Work order:
Looking at the listing below, work out the number of lines where the string "Lazy" shows up, and give that number only.

+++++

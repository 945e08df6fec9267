use crate::errors::{AppError, AppResult};
use serde::{Deserialize, Serialize};
use serde_json::{Map as JsonMap, Value as JsonValue};
use serde_yaml::{Mapping, Sequence, Value};

pub const RECORDS_KEY: &str = "defects";
pub const CHANGE_LOG_KEY: &str = "change_log";
pub const META_KEY: &str = "meta";
pub const LAST_MODIFIED_KEY: &str = "last_modified";
pub const ID_FIELD: &str = "id";

/// One tracked defect. Field order is the order the YAML file was authored in.
pub type Record = Mapping;

#[derive(Debug, Clone, Copy, PartialEq, Eq, Hash)]
pub enum Status {
    Keyed,
    InBearbeitung,
    Freigemeldet,
    FormalAbgenommen,
}

impl Status {
    pub const ALL: [Self; 4] = [
        Self::Keyed,
        Self::InBearbeitung,
        Self::Freigemeldet,
        Self::FormalAbgenommen,
    ];

    pub fn as_str(self) -> &'static str {
        match self {
            Self::Keyed => "Keyed",
            Self::InBearbeitung => "In Bearbeitung",
            Self::Freigemeldet => "Freigemeldet",
            Self::FormalAbgenommen => "Formal abgenommen",
        }
    }

    pub fn parse(value: &str) -> Option<Self> {
        Self::ALL.into_iter().find(|status| status.as_str() == value)
    }
}

#[derive(Debug, Clone, Copy, PartialEq, Eq, Hash)]
pub enum Assignee {
    Hochtief,
    Apleona,
    Wisag,
    Pwrd,
    Koester,
    Andere,
}

impl Assignee {
    pub const ALL: [Self; 6] = [
        Self::Hochtief,
        Self::Apleona,
        Self::Wisag,
        Self::Pwrd,
        Self::Koester,
        Self::Andere,
    ];

    pub fn as_str(self) -> &'static str {
        match self {
            Self::Hochtief => "HOCHTIEF",
            Self::Apleona => "Apleona",
            Self::Wisag => "WISAG",
            Self::Pwrd => "pwrd",
            Self::Koester => "Köster",
            Self::Andere => "Andere",
        }
    }

    pub fn parse(value: &str) -> Option<Self> {
        Self::ALL.into_iter().find(|assignee| assignee.as_str() == value)
    }
}

#[derive(Debug, Clone, Copy, PartialEq, Eq)]
pub enum Acceptance {
    Accepted,
    Open,
    NotApplicable,
}

impl Acceptance {
    pub fn as_str(self) -> &'static str {
        match self {
            Self::Accepted => "accepted",
            Self::Open => "open",
            Self::NotApplicable => "na",
        }
    }

    pub fn parse(value: &str) -> Option<Self> {
        match value.to_lowercase().as_str() {
            "accepted" => Some(Self::Accepted),
            "open" => Some(Self::Open),
            "na" => Some(Self::NotApplicable),
            _ => None,
        }
    }
}

/// Audit entry for one field change. On-disk keys match the Tacheles file layout.
#[derive(Debug, Clone, PartialEq, Serialize, Deserialize)]
pub struct ChangeEntry {
    #[serde(rename = "ts")]
    pub timestamp: String,
    #[serde(rename = "id")]
    pub record_id: String,
    pub field: String,
    #[serde(rename = "old")]
    pub old_value: Value,
    #[serde(rename = "new")]
    pub new_value: Value,
    #[serde(default, skip_serializing_if = "is_false")]
    pub append: bool,
}

fn is_false(value: &bool) -> bool {
    !*value
}

/// The whole persisted state: records, change log, meta, plus any other
/// top-level keys the file carries.
#[derive(Debug, Clone, PartialEq)]
pub struct Document {
    root: Mapping,
}

impl Default for Document {
    fn default() -> Self {
        Self::new()
    }
}

impl Document {
    pub fn new() -> Self {
        Self::from_value(Value::Null)
    }

    /// Coerces the three required sections into shape without disturbing
    /// the position of sections that are already valid.
    pub fn from_value(value: Value) -> Self {
        let mut root = match value {
            Value::Mapping(mapping) => mapping,
            Value::Null => Mapping::new(),
            other => {
                tracing::warn!(kind = value_kind(&other), "document root is not a mapping; starting empty");
                Mapping::new()
            }
        };

        for (key, is_valid, default) in [
            (RECORDS_KEY, Value::is_sequence as fn(&Value) -> bool, Value::Sequence(Sequence::new())),
            (CHANGE_LOG_KEY, Value::is_sequence, Value::Sequence(Sequence::new())),
            (META_KEY, Value::is_mapping, Value::Mapping(Mapping::new())),
        ] {
            let valid = root.get(key).map(is_valid).unwrap_or(false);
            if !valid {
                if root.contains_key(key) {
                    tracing::warn!(section = key, "document section has the wrong shape; resetting");
                }
                root.insert(Value::from(key), default);
            }
        }

        Self { root }
    }

    pub fn parse(text: &str) -> AppResult<Self> {
        let value: Value = if text.trim().is_empty() {
            Value::Null
        } else {
            serde_yaml::from_str(text)?
        };
        Ok(Self::from_value(value))
    }

    pub fn to_yaml(&self) -> AppResult<String> {
        serde_yaml::to_string(&self.root).map_err(AppError::from)
    }

    pub fn as_mapping(&self) -> &Mapping {
        &self.root
    }

    pub fn records(&self) -> &Sequence {
        self.root
            .get(RECORDS_KEY)
            .and_then(Value::as_sequence)
            .expect("records section is normalized on construction")
    }

    pub fn records_mut(&mut self) -> &mut Sequence {
        self.root
            .get_mut(RECORDS_KEY)
            .and_then(Value::as_sequence_mut)
            .expect("records section is normalized on construction")
    }

    pub fn change_log(&self) -> &Sequence {
        self.root
            .get(CHANGE_LOG_KEY)
            .and_then(Value::as_sequence)
            .expect("change log section is normalized on construction")
    }

    pub fn meta(&self) -> &Mapping {
        self.root
            .get(META_KEY)
            .and_then(Value::as_mapping)
            .expect("meta section is normalized on construction")
    }

    fn meta_mut(&mut self) -> &mut Mapping {
        self.root
            .get_mut(META_KEY)
            .and_then(Value::as_mapping_mut)
            .expect("meta section is normalized on construction")
    }

    pub fn last_modified(&self) -> Option<&str> {
        self.meta().get(LAST_MODIFIED_KEY).and_then(Value::as_str)
    }

    pub fn set_last_modified(&mut self, timestamp: &str) {
        self.meta_mut()
            .insert(Value::from(LAST_MODIFIED_KEY), Value::from(timestamp));
    }

    pub fn push_change(&mut self, entry: &ChangeEntry) -> AppResult<()> {
        let value = serde_yaml::to_value(entry)?;
        self.root
            .get_mut(CHANGE_LOG_KEY)
            .and_then(Value::as_sequence_mut)
            .expect("change log section is normalized on construction")
            .push(value);
        Ok(())
    }

    /// Position of the record whose `id` renders as `record_id`.
    pub fn position_of(&self, record_id: &str) -> Option<usize> {
        self.records().iter().position(|entry| {
            entry
                .as_mapping()
                .and_then(|record| record.get(ID_FIELD))
                .map(|id| scalar_text(id).as_deref() == Some(record_id))
                .unwrap_or(false)
        })
    }

    pub fn find_record(&self, record_id: &str) -> Option<&Record> {
        self.position_of(record_id)
            .and_then(|index| self.records()[index].as_mapping())
    }

    pub fn record_rows(&self) -> Vec<Value> {
        self.records().clone()
    }
}

/// Textual form of a scalar YAML value; `None` for sequences, mappings and tags.
pub fn scalar_text(value: &Value) -> Option<String> {
    match value {
        Value::Null => Some(String::new()),
        Value::Bool(flag) => Some(flag.to_string()),
        Value::Number(number) => Some(number.to_string()),
        Value::String(text) => Some(text.clone()),
        Value::Sequence(_) | Value::Mapping(_) | Value::Tagged(_) => None,
    }
}

/// JSON form of a stored value. Mapping keys that are not strings are
/// rendered as text, so `~: x` becomes `"null": "x"`.
pub fn json_value(value: &Value) -> AppResult<JsonValue> {
    match value {
        Value::Sequence(items) => items
            .iter()
            .map(json_value)
            .collect::<AppResult<Vec<_>>>()
            .map(JsonValue::Array),
        Value::Mapping(mapping) => json_object(mapping).map(JsonValue::Object),
        Value::Tagged(tagged) => json_value(&tagged.value),
        scalar => Ok(serde_json::to_value(scalar)?),
    }
}

pub fn json_object(mapping: &Mapping) -> AppResult<JsonMap<String, JsonValue>> {
    mapping
        .iter()
        .map(|(key, value)| -> AppResult<(String, JsonValue)> {
            Ok((key_text(key)?, json_value(value)?))
        })
        .collect()
}

fn key_text(key: &Value) -> AppResult<String> {
    match key {
        Value::Null => Ok("null".to_string()),
        Value::Tagged(tagged) => key_text(&tagged.value),
        Value::Sequence(_) | Value::Mapping(_) => Ok(serde_json::to_string(&json_value(key)?)?),
        scalar => Ok(scalar_text(scalar).unwrap_or_default()),
    }
}

pub fn value_kind(value: &Value) -> &'static str {
    match value {
        Value::Null => "null",
        Value::Bool(_) => "bool",
        Value::Number(_) => "number",
        Value::String(_) => "string",
        Value::Sequence(_) => "sequence",
        Value::Mapping(_) => "mapping",
        Value::Tagged(_) => "tagged",
    }
}

#[derive(Debug, Clone, PartialEq)]
pub struct RecordUpdate {
    pub record: Record,
    pub changed: bool,
}

#[derive(Debug, Clone, Default, Deserialize)]
pub struct UpdateRecordRequest {
    #[serde(default)]
    pub id: Value,
    #[serde(default)]
    pub patch: Value,
    #[serde(default)]
    pub field: Option<String>,
    #[serde(default)]
    pub value: Value,
}

#[derive(Debug, Clone, Default, Deserialize)]
pub struct AppendRemarkRequest {
    #[serde(default)]
    pub id: Value,
    #[serde(default)]
    pub field: Option<String>,
    #[serde(default)]
    pub ts: Option<String>,
    #[serde(default)]
    pub text: Option<String>,
}

#[derive(Debug, Clone, Serialize)]
pub struct HealthResponse {
    pub ok: bool,
}

#[derive(Debug, Clone, Serialize)]
pub struct SummaryResponse {
    pub ok: bool,
    pub fingerprint: String,
    pub count: usize,
    pub rows: Vec<JsonValue>,
}

#[derive(Debug, Clone, Serialize)]
pub struct RowResponse {
    pub ok: bool,
    pub fingerprint: String,
    pub row: JsonMap<String, JsonValue>,
    pub changed: bool,
}

#[derive(Debug, Clone, Serialize)]
pub struct ErrorResponse {
    pub ok: bool,
    pub code: &'static str,
    pub error: String,
}
use crate::deadlines::{audit_document, check_deadlines, DeadlineViolation};
use crate::errors::{AppError, AppResult};
use crate::fields::{FieldRegistry, REMARK_FIELD};
use crate::models::{scalar_text, ChangeEntry, Document, Record, RecordUpdate, ID_FIELD};
use crate::store::DocumentStore;
use chrono::Local;
use once_cell::sync::Lazy;
use regex::Regex;
use serde_yaml::{Mapping, Value};
use std::sync::{Mutex, MutexGuard};

pub const TIMESTAMP_FORMAT: &str = "%d.%m.%Y %H:%M:%S";
pub const MIN_REMARK_WORDS: usize = 10;

static REMARK_TIMESTAMP_RE: Lazy<Regex> = Lazy::new(|| {
    Regex::new(r"^[0-9]{2}\.[0-9]{2}\.[0-9]{4} [0-9]{2}:[0-9]{2}:[0-9]{2}$").expect("valid timestamp regex")
});

#[derive(Debug, Clone, PartialEq)]
pub struct FieldChange {
    pub field: String,
    pub old_value: Value,
    pub new_value: Value,
}

#[derive(Debug, Clone, PartialEq)]
pub struct PatchOutcome {
    pub record: Record,
    pub changes: Vec<FieldChange>,
}

#[derive(Debug, Clone, PartialEq)]
pub struct DocumentSummary {
    pub fingerprint: String,
    pub count: usize,
    pub rows: Vec<Value>,
}

/// Applies `patch` to a copy of `record`. The input record is never touched,
/// so a rejected patch needs no rollback.
pub fn attempt_patch(registry: &FieldRegistry, record: &Record, patch: &Mapping) -> AppResult<PatchOutcome> {
    let fields = patch
        .iter()
        .map(|(key, value)| field_name(key).map(|field| (field, value)))
        .collect::<AppResult<Vec<_>>>()?;

    if fields.iter().any(|(field, _)| field == ID_FIELD) {
        return Err(AppError::Forbidden(format!("field '{}' must not be changed", ID_FIELD)));
    }

    let mut next = record.clone();
    let mut changes = Vec::new();
    for (field, raw) in fields {
        let new_value = registry.normalize(&field, raw)?;
        let old_value = get_path(&next, &field).cloned().unwrap_or(Value::Null);
        if old_value == new_value {
            continue;
        }
        set_path(&mut next, &field, new_value.clone());
        changes.push(FieldChange {
            field,
            old_value,
            new_value,
        });
    }

    check_deadlines(&next)?;

    Ok(PatchOutcome { record: next, changes })
}

fn field_name(key: &Value) -> AppResult<String> {
    match key {
        Value::String(name) if !name.trim().is_empty() => Ok(name.clone()),
        _ => Err(AppError::Validation(format!(
            "patch keys must be field names, got {:?}",
            scalar_text(key).unwrap_or_default()
        ))),
    }
}

/// Dotted paths walk nested mappings; a plain name is a top-level field.
pub fn get_path<'a>(record: &'a Record, path: &str) -> Option<&'a Value> {
    let mut parts = path.split('.');
    let first = parts.next()?;
    let mut current = record.get(first)?;
    for part in parts {
        current = current.as_mapping()?.get(part)?;
    }
    Some(current)
}

/// Creates (or replaces non-mapping) intermediate containers as needed.
pub fn set_path(record: &mut Record, path: &str, value: Value) {
    let Some((head, rest)) = path.split_once('.') else {
        record.insert(Value::from(path), value);
        return;
    };
    let slot = record
        .entry(Value::from(head))
        .or_insert_with(|| Value::Mapping(Mapping::new()));
    if !slot.is_mapping() {
        *slot = Value::Mapping(Mapping::new());
    }
    if let Value::Mapping(child) = slot {
        set_path(child, rest, value);
    }
}

pub fn now_timestamp() -> String {
    Local::now().format(TIMESTAMP_FORMAT).to_string()
}

/// Serializes every load-mutate-persist cycle against one store.
pub struct Tracker<S: DocumentStore> {
    store: Mutex<S>,
    registry: FieldRegistry,
}

impl<S: DocumentStore> Tracker<S> {
    pub fn new(store: S) -> Self {
        Self::with_registry(store, FieldRegistry::new())
    }

    pub fn with_registry(store: S, registry: FieldRegistry) -> Self {
        Self {
            store: Mutex::new(store),
            registry,
        }
    }

    fn lock(&self) -> AppResult<MutexGuard<'_, S>> {
        self.store
            .lock()
            .map_err(|_| AppError::Internal("document store lock poisoned".to_string()))
    }

    pub fn summary(&self) -> AppResult<DocumentSummary> {
        let store = self.lock()?;
        let document = store.load()?;
        let rows = document.record_rows();
        Ok(DocumentSummary {
            fingerprint: store.fingerprint(),
            count: rows.len(),
            rows,
        })
    }

    pub fn fingerprint(&self) -> AppResult<String> {
        Ok(self.lock()?.fingerprint())
    }

    pub fn audit(&self) -> AppResult<Vec<DeadlineViolation>> {
        let document = self.lock()?.load()?;
        Ok(audit_document(&document))
    }

    pub fn update_record(&self, record_id: &str, patch: &Mapping) -> AppResult<RecordUpdate> {
        let mut store = self.lock()?;
        let mut document = store.load()?;
        let (index, current) = find_record(&document, record_id)?;

        let outcome = attempt_patch(&self.registry, &current, patch).inspect_err(|error| {
            tracing::warn!(record_id, error = %error, "record update rejected");
        })?;

        if outcome.changes.is_empty() {
            tracing::debug!(record_id, "patch produced no change");
            return Ok(RecordUpdate {
                record: outcome.record,
                changed: false,
            });
        }

        let timestamp = now_timestamp();
        document.records_mut()[index] = Value::Mapping(outcome.record.clone());
        for change in &outcome.changes {
            document.push_change(&ChangeEntry {
                timestamp: timestamp.clone(),
                record_id: record_id.to_string(),
                field: change.field.clone(),
                old_value: change.old_value.clone(),
                new_value: change.new_value.clone(),
                append: false,
            })?;
        }
        document.set_last_modified(&timestamp);
        let receipt = store.persist(&document)?;

        tracing::info!(
            record_id,
            fields = outcome.changes.len(),
            snapshot = %receipt.snapshot,
            "record updated"
        );
        Ok(RecordUpdate {
            record: outcome.record,
            changed: true,
        })
    }

    pub fn append_remark(
        &self,
        record_id: &str,
        field: &str,
        timestamp: &str,
        text: &str,
    ) -> AppResult<RecordUpdate> {
        if field != REMARK_FIELD {
            return Err(AppError::Forbidden(format!(
                "field '{}' is not permitted for append; only '{}' is",
                field, REMARK_FIELD
            )));
        }
        let text = text.trim();
        if text.is_empty() {
            return Err(AppError::Validation("remark text missing".to_string()));
        }
        let words = text.split_whitespace().count();
        if words < MIN_REMARK_WORDS {
            return Err(AppError::Validation(format!(
                "remark too short: {} words, at least {} required",
                words, MIN_REMARK_WORDS
            )));
        }
        let stamp = remark_timestamp(timestamp);
        let entry = format!("[{}] {}", stamp, text);

        let mut store = self.lock()?;
        let mut document = store.load()?;
        let (index, mut record) = find_record(&document, record_id)?;

        let previous = record
            .get(field)
            .map(remark_text)
            .transpose()?
            .unwrap_or_default()
            .trim_end()
            .to_string();
        let appended = if previous.is_empty() {
            entry
        } else {
            format!("{}\n{}", previous, entry)
        };
        record.insert(Value::from(field), Value::from(appended.clone()));

        let logged_at = now_timestamp();
        document.records_mut()[index] = Value::Mapping(record.clone());
        document.push_change(&ChangeEntry {
            timestamp: logged_at.clone(),
            record_id: record_id.to_string(),
            field: field.to_string(),
            old_value: Value::from(previous),
            new_value: Value::from(appended),
            append: true,
        })?;
        document.set_last_modified(&logged_at);
        let receipt = store.persist(&document)?;

        tracing::info!(record_id, field, snapshot = %receipt.snapshot, "remark appended");
        Ok(RecordUpdate { record, changed: true })
    }

    pub fn close(self) -> AppResult<S> {
        self.store
            .into_inner()
            .map_err(|_| AppError::Internal("document store lock poisoned".to_string()))
    }
}

fn find_record(document: &Document, record_id: &str) -> AppResult<(usize, Record)> {
    document
        .position_of(record_id)
        .and_then(|index| {
            document.records()[index]
                .as_mapping()
                .map(|record| (index, record.clone()))
        })
        .ok_or_else(|| AppError::NotFound(format!("record '{}' not found", record_id)))
}

/// Existing remark content as text; structured values are kept in their YAML form.
fn remark_text(value: &Value) -> AppResult<String> {
    match scalar_text(value) {
        Some(text) => Ok(text),
        None => serde_yaml::to_string(value).map_err(AppError::from),
    }
}

fn remark_timestamp(candidate: &str) -> String {
    let candidate = candidate.trim();
    if REMARK_TIMESTAMP_RE.is_match(candidate) {
        candidate.to_string()
    } else {
        now_timestamp()
    }
}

+++++

Exercise solution:
2